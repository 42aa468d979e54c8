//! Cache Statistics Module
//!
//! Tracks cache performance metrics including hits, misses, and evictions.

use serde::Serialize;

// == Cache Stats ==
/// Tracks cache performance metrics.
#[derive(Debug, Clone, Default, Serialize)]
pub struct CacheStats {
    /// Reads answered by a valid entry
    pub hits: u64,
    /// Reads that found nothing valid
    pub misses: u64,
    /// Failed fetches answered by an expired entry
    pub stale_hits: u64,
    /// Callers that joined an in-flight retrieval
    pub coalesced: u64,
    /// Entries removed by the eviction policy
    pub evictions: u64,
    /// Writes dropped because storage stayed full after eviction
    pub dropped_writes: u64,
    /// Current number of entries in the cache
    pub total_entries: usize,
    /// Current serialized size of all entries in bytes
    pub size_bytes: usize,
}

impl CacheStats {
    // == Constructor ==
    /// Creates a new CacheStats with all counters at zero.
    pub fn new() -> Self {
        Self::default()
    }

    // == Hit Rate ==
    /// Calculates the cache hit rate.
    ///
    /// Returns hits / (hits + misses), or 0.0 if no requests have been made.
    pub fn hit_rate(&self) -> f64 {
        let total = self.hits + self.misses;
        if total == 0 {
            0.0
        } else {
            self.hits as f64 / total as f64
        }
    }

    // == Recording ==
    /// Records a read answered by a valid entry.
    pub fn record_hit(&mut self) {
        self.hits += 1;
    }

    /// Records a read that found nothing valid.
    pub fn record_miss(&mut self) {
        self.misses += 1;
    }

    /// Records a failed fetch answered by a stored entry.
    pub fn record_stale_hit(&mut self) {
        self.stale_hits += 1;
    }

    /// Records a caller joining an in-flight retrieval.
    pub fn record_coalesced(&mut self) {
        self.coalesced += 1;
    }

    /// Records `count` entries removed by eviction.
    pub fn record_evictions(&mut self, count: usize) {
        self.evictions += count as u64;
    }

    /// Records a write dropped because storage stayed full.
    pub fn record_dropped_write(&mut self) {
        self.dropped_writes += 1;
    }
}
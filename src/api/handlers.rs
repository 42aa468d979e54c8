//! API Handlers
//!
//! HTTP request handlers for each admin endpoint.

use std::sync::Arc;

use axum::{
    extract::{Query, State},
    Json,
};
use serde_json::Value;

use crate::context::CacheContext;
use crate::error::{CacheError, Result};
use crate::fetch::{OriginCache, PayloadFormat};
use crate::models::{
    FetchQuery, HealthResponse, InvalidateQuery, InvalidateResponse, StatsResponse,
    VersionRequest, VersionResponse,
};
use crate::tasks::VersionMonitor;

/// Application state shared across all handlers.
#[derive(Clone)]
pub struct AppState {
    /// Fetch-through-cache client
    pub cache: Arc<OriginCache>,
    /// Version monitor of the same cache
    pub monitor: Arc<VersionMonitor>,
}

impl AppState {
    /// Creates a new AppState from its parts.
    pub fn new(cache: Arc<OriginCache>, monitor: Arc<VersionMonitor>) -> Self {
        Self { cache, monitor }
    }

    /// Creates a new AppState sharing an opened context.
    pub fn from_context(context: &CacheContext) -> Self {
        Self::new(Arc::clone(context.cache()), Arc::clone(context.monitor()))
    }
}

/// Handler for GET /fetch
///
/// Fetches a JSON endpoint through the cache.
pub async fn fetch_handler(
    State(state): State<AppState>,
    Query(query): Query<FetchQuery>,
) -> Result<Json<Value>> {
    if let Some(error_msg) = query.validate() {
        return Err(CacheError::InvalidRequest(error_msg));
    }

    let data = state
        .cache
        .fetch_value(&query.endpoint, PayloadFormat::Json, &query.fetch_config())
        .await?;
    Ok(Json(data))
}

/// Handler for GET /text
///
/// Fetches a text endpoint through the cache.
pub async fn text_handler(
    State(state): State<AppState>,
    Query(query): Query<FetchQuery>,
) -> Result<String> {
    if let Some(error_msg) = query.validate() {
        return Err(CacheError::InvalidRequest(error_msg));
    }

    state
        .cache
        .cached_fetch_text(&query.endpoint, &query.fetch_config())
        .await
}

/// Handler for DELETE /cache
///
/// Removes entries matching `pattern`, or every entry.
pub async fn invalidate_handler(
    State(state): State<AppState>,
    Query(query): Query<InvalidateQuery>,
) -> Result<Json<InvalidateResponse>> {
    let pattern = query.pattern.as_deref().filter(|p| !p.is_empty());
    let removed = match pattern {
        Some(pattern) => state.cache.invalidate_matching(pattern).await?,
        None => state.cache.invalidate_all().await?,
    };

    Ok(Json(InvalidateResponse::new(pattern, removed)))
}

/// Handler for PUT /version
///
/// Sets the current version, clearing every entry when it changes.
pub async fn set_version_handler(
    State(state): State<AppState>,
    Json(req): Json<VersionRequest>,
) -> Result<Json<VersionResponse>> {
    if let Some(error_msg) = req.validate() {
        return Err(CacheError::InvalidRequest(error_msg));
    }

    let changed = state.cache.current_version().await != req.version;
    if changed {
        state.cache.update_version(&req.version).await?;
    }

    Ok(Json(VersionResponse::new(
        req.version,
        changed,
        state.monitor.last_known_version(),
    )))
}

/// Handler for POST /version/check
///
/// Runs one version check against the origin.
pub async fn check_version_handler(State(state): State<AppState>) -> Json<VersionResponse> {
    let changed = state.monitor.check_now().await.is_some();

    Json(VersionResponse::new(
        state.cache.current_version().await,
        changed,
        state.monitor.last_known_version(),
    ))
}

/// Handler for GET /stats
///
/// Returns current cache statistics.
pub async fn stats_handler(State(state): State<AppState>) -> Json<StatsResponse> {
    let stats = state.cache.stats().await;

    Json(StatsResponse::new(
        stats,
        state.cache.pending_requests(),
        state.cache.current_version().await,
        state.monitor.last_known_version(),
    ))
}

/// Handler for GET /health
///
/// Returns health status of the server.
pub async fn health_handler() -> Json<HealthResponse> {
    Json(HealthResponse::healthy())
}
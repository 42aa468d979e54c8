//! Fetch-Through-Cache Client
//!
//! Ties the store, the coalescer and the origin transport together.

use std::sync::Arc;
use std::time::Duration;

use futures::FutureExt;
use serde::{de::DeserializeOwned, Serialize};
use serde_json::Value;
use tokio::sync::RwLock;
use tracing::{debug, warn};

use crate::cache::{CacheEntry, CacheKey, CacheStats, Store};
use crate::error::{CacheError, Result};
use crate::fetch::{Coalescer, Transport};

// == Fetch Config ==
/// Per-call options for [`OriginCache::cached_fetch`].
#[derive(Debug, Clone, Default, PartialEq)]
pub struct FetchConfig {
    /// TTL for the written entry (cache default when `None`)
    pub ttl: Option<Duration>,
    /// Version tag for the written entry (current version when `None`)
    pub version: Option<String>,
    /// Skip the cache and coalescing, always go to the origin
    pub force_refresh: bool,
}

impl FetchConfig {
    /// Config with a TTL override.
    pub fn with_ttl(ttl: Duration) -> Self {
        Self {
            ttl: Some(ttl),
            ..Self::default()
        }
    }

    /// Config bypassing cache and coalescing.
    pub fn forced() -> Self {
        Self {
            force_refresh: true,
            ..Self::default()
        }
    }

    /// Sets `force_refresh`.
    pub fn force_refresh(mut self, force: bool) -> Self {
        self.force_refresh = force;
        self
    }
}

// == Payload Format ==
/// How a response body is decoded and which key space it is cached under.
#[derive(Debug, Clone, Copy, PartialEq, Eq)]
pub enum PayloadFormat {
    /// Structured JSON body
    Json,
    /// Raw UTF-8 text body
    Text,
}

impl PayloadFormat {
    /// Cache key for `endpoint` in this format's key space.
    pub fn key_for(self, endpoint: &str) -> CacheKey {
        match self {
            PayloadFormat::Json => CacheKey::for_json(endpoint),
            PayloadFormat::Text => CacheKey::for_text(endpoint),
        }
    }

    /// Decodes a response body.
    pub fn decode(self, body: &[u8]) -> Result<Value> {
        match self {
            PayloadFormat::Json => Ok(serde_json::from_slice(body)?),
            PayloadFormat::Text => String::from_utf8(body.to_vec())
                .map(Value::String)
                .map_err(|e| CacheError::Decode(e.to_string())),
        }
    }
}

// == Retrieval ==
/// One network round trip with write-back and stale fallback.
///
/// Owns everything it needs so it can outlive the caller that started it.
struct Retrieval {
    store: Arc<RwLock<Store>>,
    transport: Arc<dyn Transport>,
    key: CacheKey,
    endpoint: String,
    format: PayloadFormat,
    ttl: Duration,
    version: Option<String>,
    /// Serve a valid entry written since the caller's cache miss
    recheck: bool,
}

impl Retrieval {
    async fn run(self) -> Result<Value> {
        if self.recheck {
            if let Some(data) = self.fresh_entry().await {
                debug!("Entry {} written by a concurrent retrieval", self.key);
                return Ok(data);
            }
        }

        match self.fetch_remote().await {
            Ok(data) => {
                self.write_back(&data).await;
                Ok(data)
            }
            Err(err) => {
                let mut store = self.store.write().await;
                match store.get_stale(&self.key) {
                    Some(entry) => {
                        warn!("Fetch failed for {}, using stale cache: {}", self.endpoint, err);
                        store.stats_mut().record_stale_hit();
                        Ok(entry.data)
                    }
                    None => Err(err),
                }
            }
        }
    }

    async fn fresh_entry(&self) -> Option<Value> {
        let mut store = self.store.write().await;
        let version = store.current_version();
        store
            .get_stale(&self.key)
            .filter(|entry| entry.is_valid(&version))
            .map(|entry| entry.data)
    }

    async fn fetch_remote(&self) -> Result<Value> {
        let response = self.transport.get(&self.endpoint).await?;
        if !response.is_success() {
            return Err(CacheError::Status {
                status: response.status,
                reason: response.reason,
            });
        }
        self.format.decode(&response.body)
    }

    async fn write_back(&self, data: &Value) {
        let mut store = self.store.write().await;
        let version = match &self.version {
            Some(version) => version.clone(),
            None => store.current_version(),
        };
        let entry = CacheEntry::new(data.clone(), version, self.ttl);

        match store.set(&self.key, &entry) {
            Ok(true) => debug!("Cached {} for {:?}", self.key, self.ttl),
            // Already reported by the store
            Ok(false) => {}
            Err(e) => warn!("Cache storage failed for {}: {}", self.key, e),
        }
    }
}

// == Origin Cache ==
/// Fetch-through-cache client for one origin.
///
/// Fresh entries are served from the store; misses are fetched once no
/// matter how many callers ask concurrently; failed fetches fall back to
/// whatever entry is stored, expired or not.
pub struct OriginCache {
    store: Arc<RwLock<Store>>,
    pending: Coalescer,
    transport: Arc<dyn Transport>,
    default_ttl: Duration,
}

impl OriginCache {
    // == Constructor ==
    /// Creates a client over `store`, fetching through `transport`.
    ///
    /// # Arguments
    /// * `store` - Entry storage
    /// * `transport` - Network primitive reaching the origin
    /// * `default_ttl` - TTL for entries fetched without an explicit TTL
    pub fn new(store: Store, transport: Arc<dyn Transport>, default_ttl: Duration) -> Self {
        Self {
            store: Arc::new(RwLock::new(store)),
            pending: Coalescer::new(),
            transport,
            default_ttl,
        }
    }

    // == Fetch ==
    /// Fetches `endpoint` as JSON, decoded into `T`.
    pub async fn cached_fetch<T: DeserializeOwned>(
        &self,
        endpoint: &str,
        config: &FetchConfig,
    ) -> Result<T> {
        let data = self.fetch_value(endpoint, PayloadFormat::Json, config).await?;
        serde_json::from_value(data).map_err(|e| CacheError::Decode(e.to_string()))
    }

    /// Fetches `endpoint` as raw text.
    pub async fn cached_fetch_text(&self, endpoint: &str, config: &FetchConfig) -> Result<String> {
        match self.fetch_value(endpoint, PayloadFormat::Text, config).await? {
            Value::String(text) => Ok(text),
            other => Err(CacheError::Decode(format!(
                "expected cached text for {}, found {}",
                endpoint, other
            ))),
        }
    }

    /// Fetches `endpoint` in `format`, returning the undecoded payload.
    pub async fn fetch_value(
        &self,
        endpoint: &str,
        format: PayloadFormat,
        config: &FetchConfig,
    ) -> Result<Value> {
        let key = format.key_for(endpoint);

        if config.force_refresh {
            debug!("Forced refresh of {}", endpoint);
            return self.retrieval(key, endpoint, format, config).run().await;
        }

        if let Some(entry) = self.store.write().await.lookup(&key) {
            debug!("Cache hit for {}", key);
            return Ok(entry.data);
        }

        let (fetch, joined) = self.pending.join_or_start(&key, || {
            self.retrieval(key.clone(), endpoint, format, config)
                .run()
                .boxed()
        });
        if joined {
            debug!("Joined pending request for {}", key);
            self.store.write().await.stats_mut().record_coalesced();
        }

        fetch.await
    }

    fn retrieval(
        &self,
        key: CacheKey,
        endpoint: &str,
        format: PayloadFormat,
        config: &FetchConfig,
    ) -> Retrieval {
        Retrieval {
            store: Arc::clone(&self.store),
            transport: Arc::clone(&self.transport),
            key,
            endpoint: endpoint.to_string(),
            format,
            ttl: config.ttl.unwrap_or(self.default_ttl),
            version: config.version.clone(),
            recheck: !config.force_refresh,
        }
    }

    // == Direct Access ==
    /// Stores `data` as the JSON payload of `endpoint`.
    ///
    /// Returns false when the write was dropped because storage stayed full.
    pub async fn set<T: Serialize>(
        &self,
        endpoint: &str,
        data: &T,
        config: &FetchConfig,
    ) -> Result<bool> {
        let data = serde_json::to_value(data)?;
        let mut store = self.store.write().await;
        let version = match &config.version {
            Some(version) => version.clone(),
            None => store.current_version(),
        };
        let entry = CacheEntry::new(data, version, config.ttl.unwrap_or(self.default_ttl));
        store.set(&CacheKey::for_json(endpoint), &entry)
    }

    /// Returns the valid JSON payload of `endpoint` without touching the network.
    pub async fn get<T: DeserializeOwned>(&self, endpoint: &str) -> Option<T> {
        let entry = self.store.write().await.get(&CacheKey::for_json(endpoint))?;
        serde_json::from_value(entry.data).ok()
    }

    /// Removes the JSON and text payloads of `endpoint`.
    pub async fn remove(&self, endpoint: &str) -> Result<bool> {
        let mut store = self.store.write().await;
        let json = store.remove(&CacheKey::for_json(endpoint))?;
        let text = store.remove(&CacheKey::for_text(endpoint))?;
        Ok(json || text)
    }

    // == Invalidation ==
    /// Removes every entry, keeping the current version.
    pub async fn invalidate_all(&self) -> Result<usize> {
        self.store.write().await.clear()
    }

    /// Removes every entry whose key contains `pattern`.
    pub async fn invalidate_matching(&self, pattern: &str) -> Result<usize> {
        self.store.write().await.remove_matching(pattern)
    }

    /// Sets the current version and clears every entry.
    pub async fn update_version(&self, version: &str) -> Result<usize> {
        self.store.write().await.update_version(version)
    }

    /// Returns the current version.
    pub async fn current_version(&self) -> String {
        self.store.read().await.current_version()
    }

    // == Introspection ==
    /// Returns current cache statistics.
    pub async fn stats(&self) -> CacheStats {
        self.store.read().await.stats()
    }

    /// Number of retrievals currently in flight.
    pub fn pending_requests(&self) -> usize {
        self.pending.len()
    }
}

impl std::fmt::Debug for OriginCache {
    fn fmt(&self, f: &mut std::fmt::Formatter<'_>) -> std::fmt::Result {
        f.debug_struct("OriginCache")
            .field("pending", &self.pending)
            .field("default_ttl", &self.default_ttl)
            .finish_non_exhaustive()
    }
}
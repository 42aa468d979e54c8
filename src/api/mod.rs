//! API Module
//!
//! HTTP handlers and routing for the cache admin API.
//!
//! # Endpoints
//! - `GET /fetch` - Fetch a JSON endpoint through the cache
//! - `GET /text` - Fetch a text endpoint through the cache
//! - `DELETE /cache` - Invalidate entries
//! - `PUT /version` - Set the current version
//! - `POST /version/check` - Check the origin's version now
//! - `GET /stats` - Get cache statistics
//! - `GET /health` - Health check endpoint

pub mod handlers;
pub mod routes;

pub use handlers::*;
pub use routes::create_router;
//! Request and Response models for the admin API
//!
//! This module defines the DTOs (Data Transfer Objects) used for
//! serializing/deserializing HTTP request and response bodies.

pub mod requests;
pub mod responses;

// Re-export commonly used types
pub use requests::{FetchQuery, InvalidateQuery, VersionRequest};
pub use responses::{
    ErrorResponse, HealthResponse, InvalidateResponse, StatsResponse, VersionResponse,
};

══════════

- Exercise description
Reproduce, character for character, only the lines of the preceding data that start at the line with "pub mod routes;" and end at the line with "commonly used types", both included.

- Output of the task
pub mod routes;

pub use handlers::*;
pub use routes::create_router;
//! Request and Response models for the admin API
//!
//! This module defines the DTOs (Data Transfer Objects) used for
//! serializing/deserializing HTTP request and response bodies.

pub mod requests;
pub mod responses;

// Re-export commonly used types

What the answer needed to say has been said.